**Your assignment**
Once the line containing "repository 6b6de806decb18c5" is found in the entries below, restate it and each following line word for word, stopping after the line containing "pub struct HostImbalance".

### The data

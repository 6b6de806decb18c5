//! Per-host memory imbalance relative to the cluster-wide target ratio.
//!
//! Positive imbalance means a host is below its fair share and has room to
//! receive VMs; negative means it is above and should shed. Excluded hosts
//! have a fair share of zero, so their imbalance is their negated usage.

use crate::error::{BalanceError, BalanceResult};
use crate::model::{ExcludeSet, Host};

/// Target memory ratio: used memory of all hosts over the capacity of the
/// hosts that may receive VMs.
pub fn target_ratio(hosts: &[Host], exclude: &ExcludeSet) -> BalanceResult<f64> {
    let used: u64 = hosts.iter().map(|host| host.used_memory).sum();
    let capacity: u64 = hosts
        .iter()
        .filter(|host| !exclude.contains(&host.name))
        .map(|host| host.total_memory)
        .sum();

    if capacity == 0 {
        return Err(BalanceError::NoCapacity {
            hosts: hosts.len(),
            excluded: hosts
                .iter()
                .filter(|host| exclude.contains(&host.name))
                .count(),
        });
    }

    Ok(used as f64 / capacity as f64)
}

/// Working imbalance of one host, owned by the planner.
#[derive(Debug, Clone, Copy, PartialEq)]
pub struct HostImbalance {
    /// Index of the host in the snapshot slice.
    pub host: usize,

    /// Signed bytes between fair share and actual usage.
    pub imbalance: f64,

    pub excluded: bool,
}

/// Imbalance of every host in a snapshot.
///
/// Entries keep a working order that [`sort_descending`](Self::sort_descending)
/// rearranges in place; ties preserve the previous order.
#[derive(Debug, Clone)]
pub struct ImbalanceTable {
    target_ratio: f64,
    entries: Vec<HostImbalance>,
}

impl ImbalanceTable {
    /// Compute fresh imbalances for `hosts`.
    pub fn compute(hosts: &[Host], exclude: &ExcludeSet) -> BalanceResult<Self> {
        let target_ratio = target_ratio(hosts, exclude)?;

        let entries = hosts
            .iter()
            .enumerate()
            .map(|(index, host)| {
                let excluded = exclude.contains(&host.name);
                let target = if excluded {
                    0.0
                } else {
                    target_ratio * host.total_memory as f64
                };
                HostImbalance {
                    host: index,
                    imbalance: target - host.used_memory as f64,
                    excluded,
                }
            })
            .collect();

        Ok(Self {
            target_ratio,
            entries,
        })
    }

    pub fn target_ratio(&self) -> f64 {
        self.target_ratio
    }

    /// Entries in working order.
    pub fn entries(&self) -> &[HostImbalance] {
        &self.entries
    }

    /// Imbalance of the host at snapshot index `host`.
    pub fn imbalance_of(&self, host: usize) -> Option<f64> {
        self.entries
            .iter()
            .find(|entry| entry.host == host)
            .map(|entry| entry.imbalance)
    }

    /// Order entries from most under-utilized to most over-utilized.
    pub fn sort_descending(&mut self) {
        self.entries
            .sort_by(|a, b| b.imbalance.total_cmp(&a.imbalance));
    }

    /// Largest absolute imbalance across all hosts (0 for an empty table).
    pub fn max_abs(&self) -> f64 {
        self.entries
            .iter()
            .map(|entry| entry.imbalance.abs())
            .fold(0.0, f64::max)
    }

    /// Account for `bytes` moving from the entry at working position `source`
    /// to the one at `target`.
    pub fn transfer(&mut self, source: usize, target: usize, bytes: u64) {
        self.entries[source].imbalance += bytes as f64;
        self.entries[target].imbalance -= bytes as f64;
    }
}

######
### The data

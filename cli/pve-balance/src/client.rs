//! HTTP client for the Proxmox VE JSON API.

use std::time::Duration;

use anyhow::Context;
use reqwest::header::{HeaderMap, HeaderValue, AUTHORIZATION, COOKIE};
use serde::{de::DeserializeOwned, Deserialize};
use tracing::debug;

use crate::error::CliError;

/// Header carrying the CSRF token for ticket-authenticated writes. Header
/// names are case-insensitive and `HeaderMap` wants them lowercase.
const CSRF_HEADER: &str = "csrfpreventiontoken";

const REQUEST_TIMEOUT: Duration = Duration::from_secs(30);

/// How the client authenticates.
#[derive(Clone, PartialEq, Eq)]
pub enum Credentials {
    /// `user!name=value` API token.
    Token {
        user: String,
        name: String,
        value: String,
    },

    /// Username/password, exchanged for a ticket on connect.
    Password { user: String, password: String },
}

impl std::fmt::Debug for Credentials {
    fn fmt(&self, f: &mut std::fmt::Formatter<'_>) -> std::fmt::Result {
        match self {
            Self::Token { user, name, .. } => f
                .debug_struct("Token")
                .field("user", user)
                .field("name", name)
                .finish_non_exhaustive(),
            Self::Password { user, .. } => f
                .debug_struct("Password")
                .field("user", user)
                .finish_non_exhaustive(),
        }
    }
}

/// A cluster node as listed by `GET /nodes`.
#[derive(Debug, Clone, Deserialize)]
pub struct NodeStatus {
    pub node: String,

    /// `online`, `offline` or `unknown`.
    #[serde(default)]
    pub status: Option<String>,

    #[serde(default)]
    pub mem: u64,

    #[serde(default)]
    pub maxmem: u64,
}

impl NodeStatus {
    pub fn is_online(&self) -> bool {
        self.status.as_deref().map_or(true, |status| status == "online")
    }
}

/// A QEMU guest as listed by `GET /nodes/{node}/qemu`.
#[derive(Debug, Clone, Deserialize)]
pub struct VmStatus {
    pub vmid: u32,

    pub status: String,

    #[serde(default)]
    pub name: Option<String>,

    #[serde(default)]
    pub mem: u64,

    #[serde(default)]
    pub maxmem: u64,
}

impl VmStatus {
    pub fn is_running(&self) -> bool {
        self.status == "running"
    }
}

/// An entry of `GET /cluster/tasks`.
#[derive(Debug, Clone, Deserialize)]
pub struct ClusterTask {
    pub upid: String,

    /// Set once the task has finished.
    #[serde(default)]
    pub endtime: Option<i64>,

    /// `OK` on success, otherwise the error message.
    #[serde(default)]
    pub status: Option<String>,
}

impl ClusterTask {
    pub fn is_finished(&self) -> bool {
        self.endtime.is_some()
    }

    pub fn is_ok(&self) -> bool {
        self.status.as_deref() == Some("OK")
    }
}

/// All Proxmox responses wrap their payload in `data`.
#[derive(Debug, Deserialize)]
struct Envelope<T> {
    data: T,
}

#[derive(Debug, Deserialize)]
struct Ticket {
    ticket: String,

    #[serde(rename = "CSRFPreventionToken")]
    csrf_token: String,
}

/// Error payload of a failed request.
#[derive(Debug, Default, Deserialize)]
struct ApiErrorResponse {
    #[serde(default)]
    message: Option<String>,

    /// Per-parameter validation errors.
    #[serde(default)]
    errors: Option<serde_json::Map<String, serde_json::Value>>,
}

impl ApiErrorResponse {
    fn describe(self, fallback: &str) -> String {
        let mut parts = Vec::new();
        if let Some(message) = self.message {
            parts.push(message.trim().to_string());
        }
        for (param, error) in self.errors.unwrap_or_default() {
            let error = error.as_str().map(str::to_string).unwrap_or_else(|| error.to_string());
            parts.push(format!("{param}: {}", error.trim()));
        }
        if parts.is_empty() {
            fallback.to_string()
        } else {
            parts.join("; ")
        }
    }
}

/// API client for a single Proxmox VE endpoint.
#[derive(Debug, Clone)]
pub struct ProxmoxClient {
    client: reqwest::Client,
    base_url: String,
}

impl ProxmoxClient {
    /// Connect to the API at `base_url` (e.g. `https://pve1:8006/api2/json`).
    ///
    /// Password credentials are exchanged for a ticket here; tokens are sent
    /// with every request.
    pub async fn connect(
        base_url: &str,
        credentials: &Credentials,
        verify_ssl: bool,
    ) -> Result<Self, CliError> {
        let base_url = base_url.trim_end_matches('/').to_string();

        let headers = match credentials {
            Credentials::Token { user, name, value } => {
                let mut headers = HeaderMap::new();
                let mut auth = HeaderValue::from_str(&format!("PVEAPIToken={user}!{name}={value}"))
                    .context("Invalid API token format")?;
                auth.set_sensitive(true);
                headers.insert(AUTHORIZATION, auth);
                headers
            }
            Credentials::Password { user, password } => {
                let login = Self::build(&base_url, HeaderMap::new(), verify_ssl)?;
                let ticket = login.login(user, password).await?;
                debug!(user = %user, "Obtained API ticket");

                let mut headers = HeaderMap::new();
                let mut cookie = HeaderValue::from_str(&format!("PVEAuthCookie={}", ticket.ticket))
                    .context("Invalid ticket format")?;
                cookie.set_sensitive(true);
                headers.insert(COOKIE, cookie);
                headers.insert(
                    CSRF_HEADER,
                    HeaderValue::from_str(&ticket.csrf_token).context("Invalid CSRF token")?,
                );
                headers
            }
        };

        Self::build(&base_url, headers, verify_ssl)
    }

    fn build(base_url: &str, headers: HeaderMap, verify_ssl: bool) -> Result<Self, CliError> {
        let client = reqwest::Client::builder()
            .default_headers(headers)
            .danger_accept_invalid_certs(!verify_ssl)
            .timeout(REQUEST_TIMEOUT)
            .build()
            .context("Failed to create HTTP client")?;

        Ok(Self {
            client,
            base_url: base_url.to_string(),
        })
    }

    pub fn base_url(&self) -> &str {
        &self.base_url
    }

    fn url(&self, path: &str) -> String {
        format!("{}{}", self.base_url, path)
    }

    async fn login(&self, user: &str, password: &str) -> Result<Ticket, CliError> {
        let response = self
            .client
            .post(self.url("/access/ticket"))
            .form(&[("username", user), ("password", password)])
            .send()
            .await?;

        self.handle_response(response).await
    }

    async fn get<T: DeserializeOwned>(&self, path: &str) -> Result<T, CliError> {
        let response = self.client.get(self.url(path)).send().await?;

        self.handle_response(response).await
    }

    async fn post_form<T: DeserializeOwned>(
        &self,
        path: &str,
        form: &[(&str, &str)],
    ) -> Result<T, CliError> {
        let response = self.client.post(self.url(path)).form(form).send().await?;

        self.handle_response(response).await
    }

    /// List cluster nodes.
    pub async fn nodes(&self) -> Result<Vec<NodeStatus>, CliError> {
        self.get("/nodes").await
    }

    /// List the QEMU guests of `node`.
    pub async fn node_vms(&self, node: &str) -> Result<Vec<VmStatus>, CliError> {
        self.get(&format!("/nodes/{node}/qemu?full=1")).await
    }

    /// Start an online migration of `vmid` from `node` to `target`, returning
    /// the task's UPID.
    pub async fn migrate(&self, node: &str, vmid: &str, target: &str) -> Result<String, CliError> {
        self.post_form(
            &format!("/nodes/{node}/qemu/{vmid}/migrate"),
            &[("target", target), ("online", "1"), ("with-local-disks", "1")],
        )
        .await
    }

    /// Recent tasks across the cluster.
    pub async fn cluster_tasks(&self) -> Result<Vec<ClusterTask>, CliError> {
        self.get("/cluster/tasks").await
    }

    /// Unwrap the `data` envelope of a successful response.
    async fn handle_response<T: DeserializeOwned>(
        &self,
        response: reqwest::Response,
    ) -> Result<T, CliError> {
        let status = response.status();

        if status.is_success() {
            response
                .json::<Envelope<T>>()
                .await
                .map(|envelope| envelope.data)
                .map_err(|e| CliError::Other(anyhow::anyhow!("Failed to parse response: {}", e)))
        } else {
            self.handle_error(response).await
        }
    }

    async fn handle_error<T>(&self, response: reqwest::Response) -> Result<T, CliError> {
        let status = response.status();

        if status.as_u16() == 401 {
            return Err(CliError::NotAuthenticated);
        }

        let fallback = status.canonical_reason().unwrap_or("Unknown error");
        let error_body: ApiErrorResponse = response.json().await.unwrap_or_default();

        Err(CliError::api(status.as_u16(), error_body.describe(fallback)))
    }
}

######
### The data

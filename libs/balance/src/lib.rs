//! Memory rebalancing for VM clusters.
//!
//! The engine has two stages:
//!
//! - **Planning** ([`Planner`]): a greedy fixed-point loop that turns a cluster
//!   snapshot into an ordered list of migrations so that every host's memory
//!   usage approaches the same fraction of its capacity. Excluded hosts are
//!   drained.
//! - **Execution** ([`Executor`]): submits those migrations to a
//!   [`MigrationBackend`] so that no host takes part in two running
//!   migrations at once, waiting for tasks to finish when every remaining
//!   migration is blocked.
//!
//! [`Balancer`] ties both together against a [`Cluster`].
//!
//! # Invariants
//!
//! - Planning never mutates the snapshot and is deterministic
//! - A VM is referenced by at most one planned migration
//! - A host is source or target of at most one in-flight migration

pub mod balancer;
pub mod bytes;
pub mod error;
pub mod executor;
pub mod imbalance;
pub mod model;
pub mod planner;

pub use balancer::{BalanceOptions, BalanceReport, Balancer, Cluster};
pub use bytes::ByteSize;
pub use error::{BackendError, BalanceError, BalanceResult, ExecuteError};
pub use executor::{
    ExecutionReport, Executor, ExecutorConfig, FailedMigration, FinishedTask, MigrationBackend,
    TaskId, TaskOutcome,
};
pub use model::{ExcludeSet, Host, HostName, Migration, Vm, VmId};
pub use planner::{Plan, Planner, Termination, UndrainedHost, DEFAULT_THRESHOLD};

######

**Response for this exercise**
repository 6b6de806decb18c5
//! Per-host memory imbalance relative to the cluster-wide target ratio.
//!
//! Positive imbalance means a host is below its fair share and has room to
//! receive VMs; negative means it is above and should shed. Excluded hosts
//! have a fair share of zero, so their imbalance is their negated usage.

use crate::error::{BalanceError, BalanceResult};
use crate::model::{ExcludeSet, Host};

/// Target memory ratio: used memory of all hosts over the capacity of the
/// hosts that may receive VMs.
pub fn target_ratio(hosts: &[Host], exclude: &ExcludeSet) -> BalanceResult<f64> {
    let used: u64 = hosts.iter().map(|host| host.used_memory).sum();
    let capacity: u64 = hosts
        .iter()
        .filter(|host| !exclude.contains(&host.name))
        .map(|host| host.total_memory)
        .sum();

    if capacity == 0 {
        return Err(BalanceError::NoCapacity {
            hosts: hosts.len(),
            excluded: hosts
                .iter()
                .filter(|host| exclude.contains(&host.name))
                .count(),
        });
    }

    Ok(used as f64 / capacity as f64)
}

/// Working imbalance of one host, owned by the planner.
#[derive(Debug, Clone, Copy, PartialEq)]
pub struct HostImbalance {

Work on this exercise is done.